The Elvis Room
The BFD part of my day started when my fiancee Michelle and I met the band as they pulled into the parking lot at the Red Roof Inn in Salem, NH. I was absolutely pinging with anxiety. I felt I had done everything possible to fulfill my Guest Host obligations, but I'm just the kind of person who won't rest until all is said and done. Michelle spent most of the afternoon trying to calm me down, but to no avail. As the band and crew piled out of truck, van, and automobile, obviously exhausted and disheveled from two days of driving, I felt like the collective weight of the entourage rested not-quite-squarely on my shoulders. This was not true of course, but truth and perception rarely coincide in these situations. I reminded myself to keep breathing.
Scott and Mike were staying in a room in the hotel, and everyone else was crashing at my bosses' house. Let me take a moment to extend enormous thanks to my bosses, Jan Thayer and George Hague, without whose superhuman generosity and hospitality this event would not have gone nearly as tolerably as it did. They rule my personal world. We got Scott and Mike set up in the room, and then we were off to what had by this time been affectionately dubbed "Bosshouse".
Let me give you a little geography. The hotel is in Salem, and the Bosshouse is in Londonderry, about 10 minutes north. The gig was in Portsmouth, a good hour drive from either. Two things made this situation acceptable: the "free, comfortable lodging for six" angle, and the fact that Bosshouse was in the right general direction from the gig to Philadelphia, site of the next day's gig. Philadelphia is about a 7-8 hour drive from southern NH, so the hour drive to Bosshouse/Red Roof Inn shaved at least a little time off the next day's journey. Anyway, master navigator Bryan examined the maps and decided the whole scheme actually made sense, a conclusion to which I had not been at all convinced I would be able to lead them. Okay, this was good. A seemingly epic inconvenience turned into a logistical advantage. We are still happy.

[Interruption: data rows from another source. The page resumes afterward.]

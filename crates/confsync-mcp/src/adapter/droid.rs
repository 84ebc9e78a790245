//! Adapter for Droid `settings.json` (`customModels` array).
//!
//! Managed entries carry an `id` of the form `custom:AG-<name>-<index>`.

use serde_json::{Map as JsonMap, Value as JsonValue, json};

use super::{ConfigAdapter, Preamble};
use crate::model::{ConfigEntry, MANAGED_MARKER, TargetKind, managed_identifier};
use crate::synth::{SynthesizedModel, UrlPolicy};

/// Namespace Droid expects in front of custom model ids.
const ID_NAMESPACE: &str = "custom:";

pub struct DroidAdapter;

fn is_managed_id(id: &str) -> bool {
    id.strip_prefix(ID_NAMESPACE)
        .is_some_and(|rest| rest.starts_with(MANAGED_MARKER))
}

impl ConfigAdapter for DroidAdapter {
    fn kind(&self) -> TargetKind {
        TargetKind::Droid
    }

    fn file_names(&self) -> &'static [&'static str] {
        &["settings.json"]
    }

    fn entries_key(&self) -> &'static str {
        "customModels"
    }

    fn default_preamble(&self) -> Preamble {
        Preamble::from_doc(JsonMap::new())
    }

    fn url_policy(&self) -> UrlPolicy {
        // Anthropic-style endpoints take the bare proxy URL.
        UrlPolicy {
            suffix_reasoning: false,
            suffix_generic: true,
        }
    }

    fn entries_from_value(&self, section: JsonValue) -> Result<Vec<ConfigEntry>, String> {
        match section {
            JsonValue::Array(items) => Ok(items
                .into_iter()
                .map(|fields| self.classify(None, fields))
                .collect()),
            other => Err(format!(
                "'customModels' is not an array (found {})",
                json_type(&other)
            )),
        }
    }

    fn entries_to_value(&self, entries: &[ConfigEntry]) -> JsonValue {
        JsonValue::Array(entries.iter().map(|e| e.fields.clone()).collect())
    }

    fn classify(&self, key: Option<String>, fields: JsonValue) -> ConfigEntry {
        let managed = fields
            .get("id")
            .and_then(|v| v.as_str())
            .is_some_and(is_managed_id);
        let source_model_id = if managed {
            fields
                .get("model")
                .and_then(|v| v.as_str())
                .map(|s| s.to_string())
        } else {
            None
        };
        let mut entry = ConfigEntry::new(key, fields);
        entry.managed = managed;
        entry.source_model_id = source_model_id;
        entry
    }

    fn render(&self, model: &SynthesizedModel) -> ConfigEntry {
        let mut fields = json!({
            "model": model.model_id,
            "id": "",
            "index": 0,
            "baseUrl": model.base_url,
            "apiKey": model.api_key,
            "displayName": model.display_name,
            "noImageSupport": model.no_image_support,
            "provider": model.provider,
        });
        if let Some(obj) = fields.as_object_mut() {
            if let Some(max) = model.max_output_tokens {
                obj.insert("maxOutputTokens".into(), json!(max));
            }
            if let Some(budget) = model.thinking_budget {
                obj.insert(
                    "extraArgs".into(),
                    json!({ "thinking": { "type": "enabled", "budget_tokens": budget } }),
                );
            }
        }
        ConfigEntry {
            managed: true,
            source_model_id: Some(model.model_id.clone()),
            ..ConfigEntry::new(None, fields)
        }
    }

    fn stamp(&self, entry: &mut ConfigEntry, index: usize) {
        if !entry.managed {
            return;
        }
        let Some(obj) = entry.fields.as_object_mut() else {
            return;
        };
        let display = obj
            .get("displayName")
            .and_then(|v| v.as_str())
            .map(|s| s.to_string())
            .or_else(|| entry.source_model_id.clone())
            .unwrap_or_default();
        let id = format!("{ID_NAMESPACE}{}", managed_identifier(&display, index));
        obj.insert("id".into(), JsonValue::String(id));
        obj.insert("index".into(), json!(index));
    }

    fn base_url(&self, entry: &ConfigEntry) -> Option<String> {
        entry
            .fields
            .get("baseUrl")
            .and_then(|v| v.as_str())
            .map(|s| s.to_string())
    }
}

pub(crate) fn json_type(v: &JsonValue) -> &'static str {
    match v {
        JsonValue::Null => "null",
        JsonValue::Bool(_) => "boolean",
        JsonValue::Number(_) => "number",
        JsonValue::String(_) => "string",
        JsonValue::Array(_) => "array",
        JsonValue::Object(_) => "object",
    }
}

#[cfg(test)]
mod tests {
    use super::*;
    use crate::model::CanonicalModel;
    use crate::synth::synthesize;

    const SETTINGS: &str = r#"{
  "model": "claude-sonnet",
  "customModels": [
    {
      "model": "my-local",
      "id": "custom:my-custom",
      "displayName": "my-custom",
      "baseUrl": "http://localhost:11434/v1",
      "unknownFlag": {"nested": [1, 2]}
    },
    {
      "model": "claude-opus-4-5-thinking",
      "id": "custom:AG-Claude-Opus-4.5-Thinking-1",
      "index": 1,
      "baseUrl": "http://127.0.0.1:8045",
      "apiKey": "sk-x",
      "displayName": "AG-Claude Opus 4.5 Thinking",
      "noImageSupport": false,
      "provider": "anthropic"
    },
    "garbage"
  ],
  "sessionDefaultSettings": {"autonomyMode": "normal"}
}"#;

    #[test]
    fn classifies_by_id_prefix() {
        let parsed = DroidAdapter.parse(Some(SETTINGS));
        assert!(parsed.warning.is_none());
        assert_eq!(parsed.entries.len(), 3);
        assert!(!parsed.entries[0].managed);
        assert!(parsed.entries[1].managed);
        assert_eq!(
            parsed.entries[1].source_model_id.as_deref(),
            Some("claude-opus-4-5-thinking")
        );
        assert!(!parsed.entries[2].managed);
        assert_eq!(parsed.preamble.slot, 1);
        assert_eq!(parsed.managed_count(), 1);
    }

    #[test]
    fn display_name_alone_does_not_make_entry_managed() {
        let e = DroidAdapter.classify(None, json!({"id": "custom:mine", "displayName": "AG-mine"}));
        assert!(!e.managed);
        let e = DroidAdapter.classify(None, json!({"id": "AG-no-namespace"}));
        assert!(!e.managed);
    }

    #[test]
    fn serialize_keeps_unknown_keys_and_order() {
        let parsed = DroidAdapter.parse(Some(SETTINGS));
        let out = DroidAdapter.serialize(&parsed.preamble, &parsed.entries);
        let reparsed = DroidAdapter.parse(Some(&out));
        assert_eq!(reparsed, parsed);

        let v: JsonValue = serde_json::from_str(&out).unwrap();
        let top: Vec<&String> = v.as_object().unwrap().keys().collect();
        assert_eq!(top, vec!["model", "customModels", "sessionDefaultSettings"]);
        let first: Vec<&String> = v["customModels"][0].as_object().unwrap().keys().collect();
        assert_eq!(first, vec!["model", "id", "displayName", "baseUrl", "unknownFlag"]);
        assert!(!out.contains("uid"));
    }

    #[test]
    fn render_and_stamp_match_native_shape() {
        let m = CanonicalModel {
            id: "claude-opus-4-5-thinking".into(),
            name: "Claude Opus 4.5 Thinking".into(),
            group: "Claude".into(),
        };
        let s = synthesize(&m, "http://127.0.0.1:8045/", "sk-x", DroidAdapter.url_policy());
        let mut e = DroidAdapter.render(&s);
        DroidAdapter.stamp(&mut e, 4);
        assert_eq!(e.fields["id"], "custom:AG-Claude-Opus-4.5-Thinking-4");
        assert_eq!(e.fields["index"], 4);
        assert_eq!(e.fields["maxOutputTokens"], 64000);
        assert_eq!(e.fields["extraArgs"]["thinking"]["budget_tokens"], 32000);
        assert_eq!(e.fields["baseUrl"], "http://127.0.0.1:8045");
        let keys: Vec<&String> = e.fields.as_object().unwrap().keys().collect();
        assert_eq!(
            keys,
            vec![
                "model",
                "id",
                "index",
                "baseUrl",
                "apiKey",
                "displayName",
                "noImageSupport",
                "provider",
                "maxOutputTokens",
                "extraArgs"
            ]
        );
        // Stamped output classifies back as the same managed entry.
        let again = DroidAdapter.classify(None, e.fields.clone());
        assert!(again.managed);
        assert_eq!(again.source_model_id, e.source_model_id);
    }

    #[test]
    fn generic_model_targets_versioned_endpoint() {
        let m = CanonicalModel {
            id: "gemini-3-pro-high".into(),
            name: "Gemini 3 Pro High".into(),
            group: "Gemini".into(),
        };
        let s = synthesize(&m, "http://127.0.0.1:8045", "k", DroidAdapter.url_policy());
        let e = DroidAdapter.render(&s);
        assert_eq!(e.fields["baseUrl"], "http://127.0.0.1:8045/v1");
        assert_eq!(e.fields["provider"], "generic-chat-completion-api");
        assert_eq!(e.fields["noImageSupport"], true);
        assert!(e.fields.get("extraArgs").is_none());
    }

    #[test]
    fn wrong_section_type_degrades_with_warning() {
        let parsed = DroidAdapter.parse(Some(r#"{"a": 1, "customModels": {"x": 1}}"#));
        assert!(parsed.entries.is_empty());
        assert!(parsed.warning.is_some());
        assert_eq!(parsed.preamble.doc.get("a"), Some(&json!(1)));
    }
}
//! Entry synthesis: canonical model → target-independent stanza.
//!
//! Adapters turn a [`SynthesizedModel`] into their native shape; everything
//! that depends on the model family is decided here.

use crate::model::{CanonicalModel, managed_display_name};

/// Id prefix of the reasoning-model family.
pub const REASONING_PREFIX: &str = "claude-";
/// Provider string written for the reasoning family.
pub const REASONING_PROVIDER: &str = "anthropic";
/// Provider string written for every other model.
pub const GENERIC_PROVIDER: &str = "generic-chat-completion-api";
pub const MAX_OUTPUT_TOKENS: u32 = 64_000;
pub const THINKING_BUDGET_TOKENS: u32 = 32_000;
pub const VERSION_SUFFIX: &str = "/v1";

#[derive(Debug, Clone, Copy, PartialEq, Eq)]
pub enum ModelFamily {
    Reasoning,
    Generic,
}

impl ModelFamily {
    pub fn of(model_id: &str) -> Self {
        if model_id.starts_with(REASONING_PREFIX) {
            ModelFamily::Reasoning
        } else {
            ModelFamily::Generic
        }
    }
}

/// Which families get [`VERSION_SUFFIX`] appended to the base URL.
#[derive(Debug, Clone, Copy, Default)]
pub struct UrlPolicy {
    pub suffix_reasoning: bool,
    pub suffix_generic: bool,
}

impl UrlPolicy {
    fn wants_suffix(&self, family: ModelFamily) -> bool {
        match family {
            ModelFamily::Reasoning => self.suffix_reasoning,
            ModelFamily::Generic => self.suffix_generic,
        }
    }
}

#[derive(Debug, Clone, PartialEq, Eq)]
pub struct SynthesizedModel {
    pub model_id: String,
    pub display_name: String,
    pub family: ModelFamily,
    pub provider: &'static str,
    pub base_url: String,
    pub api_key: String,
    pub max_output_tokens: Option<u32>,
    /// Thinking budget for extended-reasoning variants.
    pub thinking_budget: Option<u32>,
    pub no_image_support: bool,
}

pub fn synthesize(
    model: &CanonicalModel,
    base_url: &str,
    api_key: &str,
    policy: UrlPolicy,
) -> SynthesizedModel {
    let family = ModelFamily::of(&model.id);
    let base_url = effective_base_url(base_url, policy.wants_suffix(family));
    let display_name = managed_display_name(&model.name);
    match family {
        ModelFamily::Reasoning => SynthesizedModel {
            model_id: model.id.clone(),
            display_name,
            family,
            provider: REASONING_PROVIDER,
            base_url,
            api_key: api_key.to_string(),
            max_output_tokens: Some(MAX_OUTPUT_TOKENS),
            thinking_budget: model
                .id
                .contains("thinking")
                .then_some(THINKING_BUDGET_TOKENS),
            no_image_support: false,
        },
        ModelFamily::Generic => SynthesizedModel {
            model_id: model.id.clone(),
            display_name,
            family,
            provider: GENERIC_PROVIDER,
            base_url,
            api_key: api_key.to_string(),
            max_output_tokens: None,
            thinking_budget: None,
            no_image_support: !model.id.contains("image"),
        },
    }
}

fn effective_base_url(base_url: &str, suffix: bool) -> String {
    let trimmed = base_url.trim_end_matches('/');
    if suffix && !trimmed.ends_with(VERSION_SUFFIX) {
        format!("{trimmed}{VERSION_SUFFIX}")
    } else {
        trimmed.to_string()
    }
}

#[cfg(test)]
mod tests {
    use super::*;

    fn model(id: &str, name: &str) -> CanonicalModel {
        CanonicalModel {
            id: id.into(),
            name: name.into(),
            group: "g".into(),
        }
    }

    const GENERIC_ONLY: UrlPolicy = UrlPolicy {
        suffix_reasoning: false,
        suffix_generic: true,
    };

    #[test]
    fn reasoning_thinking_variant_gets_budget() {
        let s = synthesize(
            &model("claude-opus-4-5-thinking", "Claude Opus 4.5 Thinking"),
            "http://127.0.0.1:8045/",
            "sk-1",
            GENERIC_ONLY,
        );
        assert_eq!(s.provider, REASONING_PROVIDER);
        assert_eq!(s.max_output_tokens, Some(MAX_OUTPUT_TOKENS));
        assert_eq!(s.thinking_budget, Some(THINKING_BUDGET_TOKENS));
        assert_eq!(s.base_url, "http://127.0.0.1:8045");
        assert_eq!(s.display_name, "AG-Claude Opus 4.5 Thinking");
        assert!(!s.no_image_support);
    }

    #[test]
    fn reasoning_plain_variant_has_no_thinking() {
        let s = synthesize(
            &model("claude-sonnet-4-5", "Claude Sonnet 4.5"),
            "http://h",
            "k",
            GENERIC_ONLY,
        );
        assert_eq!(s.family, ModelFamily::Reasoning);
        assert_eq!(s.thinking_budget, None);
    }

    #[test]
    fn generic_gets_suffix_and_image_flag() {
        let s = synthesize(
            &model("gemini-3-pro", "Gemini 3 Pro"),
            "http://h:1//",
            "k",
            GENERIC_ONLY,
        );
        assert_eq!(s.provider, GENERIC_PROVIDER);
        assert_eq!(s.base_url, "http://h:1/v1");
        assert!(s.no_image_support);
        assert_eq!(s.max_output_tokens, None);

        let img = synthesize(
            &model("gemini-3-pro-image", "Gemini 3 Pro Image"),
            "http://h:1/v1",
            "k",
            GENERIC_ONLY,
        );
        assert_eq!(img.base_url, "http://h:1/v1");
        assert!(!img.no_image_support);
    }

    #[test]
    fn invalid_base_url_passes_through() {
        let s = synthesize(&model("x", "X"), "not a url", "k", UrlPolicy::default());
        assert_eq!(s.base_url, "not a url");
    }
}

So I, in the MK-BFD-mobile, led the convoy the two exits up I-93 to Londonderry. The whole time my attention was divided between making sure everyone was still following me, and apologizing to Michelle for unintentionally ignoring her efforts to soothe my nerves. She is truly special; she really tried to calm me down, but my mind was on other things and she forgave me. What a sweetheart.
We got to Bosshouse. Big Stress Moment #1 coming up: the band meets the bosses. I don't think it could have gone any better. Everyone seemed to get along famously right off the bat. Jan and George have a really good sense of humor, and I think the novelty of the whole situation held a certaing appeal for them, especially once they realized I wasn't bringing a bunch of heroin addicts into their home. There was hospitality and gratitude to spare; a regular love fest. Jason approached Jan and asked if it would be possible for him to do "just a little tiny bit of laundry" (imagine blue-fingernailed hands held about a foot apart). Jan said sure, and Jason dragged in a laundry bag that held what seemed to be about a year's worth of clothes. Not at all fazed, Jan seemed to be rather amused, and in fact gave Thomas Nordegg the green light to do his wash as well. Such a boss I have, eh?
So as those who were sleeping there got settled in, Mike took up a position in the living room and set about the task of chilling out for a while. "Ron, Ron, Ron. Come. Sit. Talk to me for a while." Well that sounded like a pretty darn good deal to me, so I grabbed a piece of couch. We chatted about all sorts of things; the tour so far, Tar Tapes 2, any suggestions I might have for tracks to put on future Tar Tapes CDs, we even touched briefly on what my bosses and I do for a living (I won't bore you). Mike is perhaps the most gracious guest ever to set foot in a house, and we all sat about having a really great time. My stress level plummeted. I even smiled. I remembered to check regularly to make sure Michelle wasn't sitting in a corner somewhere being bored and out of place; to my delight, she and Jan were bonding like peas in a pod. Good, I would feel bad about absorbing all this fun while she was feeling left out.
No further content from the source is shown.